The US believes that while Russia may have had challenges in the initial phase of its invasion of Ukraine - largely because it underestimated the nature of Ukraine’s resistance and overestimated its own ability to take over Kyiv - Moscow still has formidable combat power it has not used, will learn lessons from the setbacks, and work through it to seek to achieve its military objectives.
Experts suggest that it is precisely because of the setbacks that Russia faced over the weekend - it has not been able to capture a single city even as its aggression has drawn global flak - that Russia has begun deploying more destructive power in the coming days, with mounting human costs.
Stiff resistance from Ukraine: Pentagon
On Monday, John Kirby, Pentagon spokesperson, said, “We know clearly they have intentions with respect to Kyiv. What we have also seen is Ukrainian resisting quite effectively, around Kyiv. And Russians have not only experienced a stiff and determined resistance by the Ukrainians but also logistics and sustainment problems of their own.”
But, Kirby added, that it was day five of the invasion and it would be premature to arrive at any “sweeping conclusions” about the Russian military. “Make no mistake, Putin has still, at his disposal, significant combat power. He hasn’t moved all of it to Ukraine…Yes, they have faced setbacks…but they will learn from this. They have suffered setbacks, but I don’t think we can just assume they are going to stay set back, if you will. They will try to work through the resistance and…the challenges they have had on the logistics and sustainment front.”

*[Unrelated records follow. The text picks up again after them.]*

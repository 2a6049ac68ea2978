//! Sentinel framing of plaintext blocks and big-endian padding helpers.

use alloc::vec::Vec;
use num_bigint::BigUint;
use zeroize::Zeroizing;

use crate::errors::{Error, Result};

/// Leading byte of every plaintext block.
///
/// Being non-zero, it pins the big-endian width of the block integer, so
/// zero bytes at the start of a chunk survive the integer round-trip.
pub const SENTINEL: u8 = 0xff;

/// Returns a new vector of the given length, with 0s left padded.
#[inline]
fn left_pad(input: &[u8], padded_len: usize) -> Result<Vec<u8>> {
    if input.len() > padded_len {
        return Err(Error::MessageTooLong);
    }

    let mut out = vec![0u8; padded_len];
    out[padded_len - input.len()..].copy_from_slice(input);
    Ok(out)
}

/// Converts input to the new vector of the given length, using BE and with 0s left padded.
#[inline]
pub(crate) fn uint_to_be_pad(input: &BigUint, padded_len: usize) -> Result<Vec<u8>> {
    left_pad(&input.to_bytes_be(), padded_len)
}

/// Checks that a block of `block_size` bytes carries at least one data byte.
#[inline]
pub(crate) fn check_block_size(block_size: usize) -> Result<()> {
    if block_size < 2 {
        return Err(Error::ModulusTooSmall);
    }
    Ok(())
}

/// Prefixes `chunk` with [`SENTINEL`] and reads the result as a big-endian
/// integer.
pub(crate) fn frame_block(chunk: &[u8], block_size: usize) -> Result<BigUint> {
    if chunk.len() + 1 > block_size {
        return Err(Error::MessageTooLong);
    }

    let mut em = Zeroizing::new(Vec::with_capacity(chunk.len() + 1));
    em.push(SENTINEL);
    em.extend_from_slice(chunk);

    Ok(BigUint::from_bytes_be(&em))
}

/// Inverse of [`frame_block`]: exports `m` and strips the sentinel.
///
/// Fails with [`Error::Decryption`] if the sentinel is missing or the block is
/// wider than `block_size`, which is what a wrong key or a corrupted
/// ciphertext produces.
pub(crate) fn unframe_block(m: &BigUint, block_size: usize) -> Result<Zeroizing<Vec<u8>>> {
    let mut em = Zeroizing::new(m.to_bytes_be());

    if em.first() != Some(&SENTINEL) || em.len() > block_size {
        return Err(Error::Decryption);
    }

    em.remove(0);
    Ok(em)
}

The Pentagon said that in its assessment, Russia was a “few days behind where they expected to be at this stage”. But it once again underlined the dynamism of the situation. “It’s war and wars can be unpredictable. And I don’t think anybody, including, perhaps especially, Ukrainians are sniffing at Russian capabilities they are facing.”
Russian forces launch offensive in Kharkiv
On Tuesday, Russia appeared to have stepped up its offensive and adopted more lethal means, including a strike in Ukraine’s second biggest city, Kharkiv. Ukraine’s President Volodymyr Zelensky warned the world about Russia’s “war crimes”, in terms of targeting civilian population, and said, “Today, Russian forces shelled Kharkiv using rocket artillery. This is, without any doubt, a military crime. A peaceful city, a peaceful residential neighbourhoods, not a single military object in sight.”
Writing on Saturday, Lawrence Freedman, one of the world’s foremost strategic thinkers at King’s College London, noted that the coming days would be “rougher and rougher”.
He wrote that the first big surprise of the war had been the failure of the Russian leadership to take advantage of their prolonged military build up to design and implement an effective offensive. “Yet, when the moment came, instead of some Russian equivalent of ‘shock and awe’, there was a curiously haphazard and incoherent offensive.”
Freedman outlined what he saw as Russia’s mistakes - the failure to take out Ukraine’s air force and air defences, the dash into Kyiv to replace Zelensky which led to setbacks, the pressure on supply lines. But all of this meant that Russians now appeared to have opted for a “more ruthless strategy” relying more on artillery, which will add to cost to civilian life and property.
Freedman added that the next stage of the conflict would now be urban warfare.